» Exercise instructions: Go through the material below and tally every line with the string "clause". Reply with the number only.

» Data under study:
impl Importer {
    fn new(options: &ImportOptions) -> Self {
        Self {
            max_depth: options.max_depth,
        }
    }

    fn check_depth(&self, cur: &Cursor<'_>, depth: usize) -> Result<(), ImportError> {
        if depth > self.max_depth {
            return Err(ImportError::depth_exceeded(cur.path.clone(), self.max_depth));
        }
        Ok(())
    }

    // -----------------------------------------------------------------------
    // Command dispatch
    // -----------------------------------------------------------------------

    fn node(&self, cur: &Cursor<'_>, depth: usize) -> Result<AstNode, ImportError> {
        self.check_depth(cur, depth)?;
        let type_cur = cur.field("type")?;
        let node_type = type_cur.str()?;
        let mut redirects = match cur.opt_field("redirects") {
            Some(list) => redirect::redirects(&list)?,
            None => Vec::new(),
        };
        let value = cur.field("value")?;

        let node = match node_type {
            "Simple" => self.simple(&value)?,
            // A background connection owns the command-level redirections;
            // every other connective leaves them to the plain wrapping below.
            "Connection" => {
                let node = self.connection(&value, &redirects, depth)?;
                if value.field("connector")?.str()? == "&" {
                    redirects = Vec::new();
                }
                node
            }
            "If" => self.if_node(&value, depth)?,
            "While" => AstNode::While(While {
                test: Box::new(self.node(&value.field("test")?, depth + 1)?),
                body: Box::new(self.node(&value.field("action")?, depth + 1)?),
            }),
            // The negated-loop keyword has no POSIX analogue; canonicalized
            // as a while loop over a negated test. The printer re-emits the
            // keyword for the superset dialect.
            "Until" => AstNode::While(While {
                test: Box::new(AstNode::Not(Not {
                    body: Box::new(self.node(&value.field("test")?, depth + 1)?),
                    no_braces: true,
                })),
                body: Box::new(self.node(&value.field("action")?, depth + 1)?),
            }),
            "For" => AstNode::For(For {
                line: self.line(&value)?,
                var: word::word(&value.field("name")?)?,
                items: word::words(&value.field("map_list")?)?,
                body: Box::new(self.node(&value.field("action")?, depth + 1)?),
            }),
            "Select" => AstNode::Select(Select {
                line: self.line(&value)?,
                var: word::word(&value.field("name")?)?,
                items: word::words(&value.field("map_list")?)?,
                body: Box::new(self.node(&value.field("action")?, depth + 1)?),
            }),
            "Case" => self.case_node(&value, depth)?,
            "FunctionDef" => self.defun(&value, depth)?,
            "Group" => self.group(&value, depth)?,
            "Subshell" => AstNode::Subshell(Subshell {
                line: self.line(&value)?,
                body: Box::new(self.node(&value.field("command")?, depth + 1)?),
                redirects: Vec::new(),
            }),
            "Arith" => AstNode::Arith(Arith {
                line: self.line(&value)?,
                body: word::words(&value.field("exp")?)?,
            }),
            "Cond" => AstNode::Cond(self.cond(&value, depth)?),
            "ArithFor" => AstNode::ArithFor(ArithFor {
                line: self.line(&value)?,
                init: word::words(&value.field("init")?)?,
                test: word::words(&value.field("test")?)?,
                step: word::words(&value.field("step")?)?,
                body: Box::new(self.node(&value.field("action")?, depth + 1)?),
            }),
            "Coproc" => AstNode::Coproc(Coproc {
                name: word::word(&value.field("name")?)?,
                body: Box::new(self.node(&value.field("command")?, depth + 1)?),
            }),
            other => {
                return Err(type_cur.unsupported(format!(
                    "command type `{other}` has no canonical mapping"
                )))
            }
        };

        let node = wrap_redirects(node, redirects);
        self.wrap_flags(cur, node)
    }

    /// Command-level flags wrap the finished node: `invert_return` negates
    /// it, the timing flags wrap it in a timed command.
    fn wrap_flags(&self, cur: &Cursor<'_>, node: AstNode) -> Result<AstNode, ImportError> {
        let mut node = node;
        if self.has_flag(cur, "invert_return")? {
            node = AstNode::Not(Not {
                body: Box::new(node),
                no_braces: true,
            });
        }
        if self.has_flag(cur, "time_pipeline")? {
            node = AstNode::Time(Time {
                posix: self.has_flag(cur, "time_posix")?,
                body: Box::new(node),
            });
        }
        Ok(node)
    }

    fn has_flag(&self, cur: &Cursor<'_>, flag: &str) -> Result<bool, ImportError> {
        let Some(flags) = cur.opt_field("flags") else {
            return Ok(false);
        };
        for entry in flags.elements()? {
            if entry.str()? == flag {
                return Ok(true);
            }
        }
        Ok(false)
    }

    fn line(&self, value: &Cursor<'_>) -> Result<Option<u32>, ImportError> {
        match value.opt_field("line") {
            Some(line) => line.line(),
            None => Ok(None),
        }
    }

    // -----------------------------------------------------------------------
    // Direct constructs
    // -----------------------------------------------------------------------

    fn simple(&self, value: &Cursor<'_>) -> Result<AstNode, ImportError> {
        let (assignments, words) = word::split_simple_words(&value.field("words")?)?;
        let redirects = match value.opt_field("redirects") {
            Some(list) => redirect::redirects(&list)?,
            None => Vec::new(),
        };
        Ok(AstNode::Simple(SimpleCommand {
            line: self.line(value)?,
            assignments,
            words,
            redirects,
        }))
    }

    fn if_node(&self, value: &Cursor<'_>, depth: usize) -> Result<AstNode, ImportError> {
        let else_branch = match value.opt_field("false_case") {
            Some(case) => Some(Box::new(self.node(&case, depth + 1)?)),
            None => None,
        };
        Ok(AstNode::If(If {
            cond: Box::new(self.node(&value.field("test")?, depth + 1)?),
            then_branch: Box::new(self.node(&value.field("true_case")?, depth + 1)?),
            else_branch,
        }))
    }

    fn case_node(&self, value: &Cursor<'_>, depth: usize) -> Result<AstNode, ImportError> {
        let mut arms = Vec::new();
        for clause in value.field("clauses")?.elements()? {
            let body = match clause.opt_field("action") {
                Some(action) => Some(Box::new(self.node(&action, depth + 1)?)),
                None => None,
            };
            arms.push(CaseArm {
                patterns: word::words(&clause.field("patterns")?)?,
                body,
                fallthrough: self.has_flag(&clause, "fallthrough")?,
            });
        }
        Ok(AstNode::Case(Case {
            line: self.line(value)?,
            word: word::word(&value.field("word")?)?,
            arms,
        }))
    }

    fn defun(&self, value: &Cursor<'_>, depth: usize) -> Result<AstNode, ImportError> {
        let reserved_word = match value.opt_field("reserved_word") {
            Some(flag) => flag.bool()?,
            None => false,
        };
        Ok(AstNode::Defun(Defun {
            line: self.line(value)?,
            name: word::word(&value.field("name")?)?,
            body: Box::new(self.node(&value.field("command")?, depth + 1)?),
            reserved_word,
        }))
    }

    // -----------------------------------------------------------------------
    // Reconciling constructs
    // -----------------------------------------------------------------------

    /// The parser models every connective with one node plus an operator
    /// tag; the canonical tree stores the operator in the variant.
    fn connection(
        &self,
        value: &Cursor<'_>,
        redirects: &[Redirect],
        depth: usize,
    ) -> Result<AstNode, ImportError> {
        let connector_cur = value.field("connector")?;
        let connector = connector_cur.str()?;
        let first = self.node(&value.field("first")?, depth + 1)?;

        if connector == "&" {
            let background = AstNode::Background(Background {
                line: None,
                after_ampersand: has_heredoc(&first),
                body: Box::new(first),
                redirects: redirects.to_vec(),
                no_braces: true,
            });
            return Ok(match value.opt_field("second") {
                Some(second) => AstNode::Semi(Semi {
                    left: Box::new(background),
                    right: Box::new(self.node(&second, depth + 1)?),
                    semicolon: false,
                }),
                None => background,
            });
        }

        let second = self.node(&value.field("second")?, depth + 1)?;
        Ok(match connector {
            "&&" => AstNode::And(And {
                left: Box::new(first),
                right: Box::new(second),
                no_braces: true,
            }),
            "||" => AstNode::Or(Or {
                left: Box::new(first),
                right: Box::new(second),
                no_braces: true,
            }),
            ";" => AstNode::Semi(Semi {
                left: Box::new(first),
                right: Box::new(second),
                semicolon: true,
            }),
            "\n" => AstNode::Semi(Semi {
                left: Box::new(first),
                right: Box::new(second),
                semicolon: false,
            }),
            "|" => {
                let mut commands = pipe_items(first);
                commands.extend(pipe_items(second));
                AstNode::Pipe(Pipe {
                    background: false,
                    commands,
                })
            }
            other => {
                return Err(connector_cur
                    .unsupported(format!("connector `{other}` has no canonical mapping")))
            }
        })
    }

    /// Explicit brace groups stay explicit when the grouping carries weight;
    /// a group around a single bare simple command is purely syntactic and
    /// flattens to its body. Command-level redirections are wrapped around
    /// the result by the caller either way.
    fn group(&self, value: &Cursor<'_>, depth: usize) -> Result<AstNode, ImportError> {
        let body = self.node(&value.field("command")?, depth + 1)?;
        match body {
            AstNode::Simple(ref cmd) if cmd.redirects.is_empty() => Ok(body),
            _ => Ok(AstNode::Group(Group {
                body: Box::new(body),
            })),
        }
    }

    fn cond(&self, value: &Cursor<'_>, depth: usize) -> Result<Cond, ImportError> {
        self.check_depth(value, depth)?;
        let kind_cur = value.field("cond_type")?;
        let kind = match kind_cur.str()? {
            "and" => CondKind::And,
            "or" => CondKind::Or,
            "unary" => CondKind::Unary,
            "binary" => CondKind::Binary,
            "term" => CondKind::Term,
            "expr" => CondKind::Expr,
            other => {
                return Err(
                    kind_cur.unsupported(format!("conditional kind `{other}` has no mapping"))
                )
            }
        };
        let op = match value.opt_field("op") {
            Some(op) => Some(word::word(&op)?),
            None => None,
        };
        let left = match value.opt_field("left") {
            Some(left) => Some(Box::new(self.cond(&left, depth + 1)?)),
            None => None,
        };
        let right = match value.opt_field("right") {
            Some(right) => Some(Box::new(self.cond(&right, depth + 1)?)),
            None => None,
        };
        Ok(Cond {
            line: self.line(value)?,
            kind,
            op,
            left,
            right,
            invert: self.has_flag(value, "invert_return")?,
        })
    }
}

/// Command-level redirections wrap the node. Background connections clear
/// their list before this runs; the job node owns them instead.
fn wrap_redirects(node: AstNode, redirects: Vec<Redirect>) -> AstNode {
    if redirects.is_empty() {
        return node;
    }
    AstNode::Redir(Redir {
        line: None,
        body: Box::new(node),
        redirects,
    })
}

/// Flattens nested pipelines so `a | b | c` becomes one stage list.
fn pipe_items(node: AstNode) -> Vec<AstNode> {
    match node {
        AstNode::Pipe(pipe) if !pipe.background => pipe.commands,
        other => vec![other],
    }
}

» Response for this exercise: 4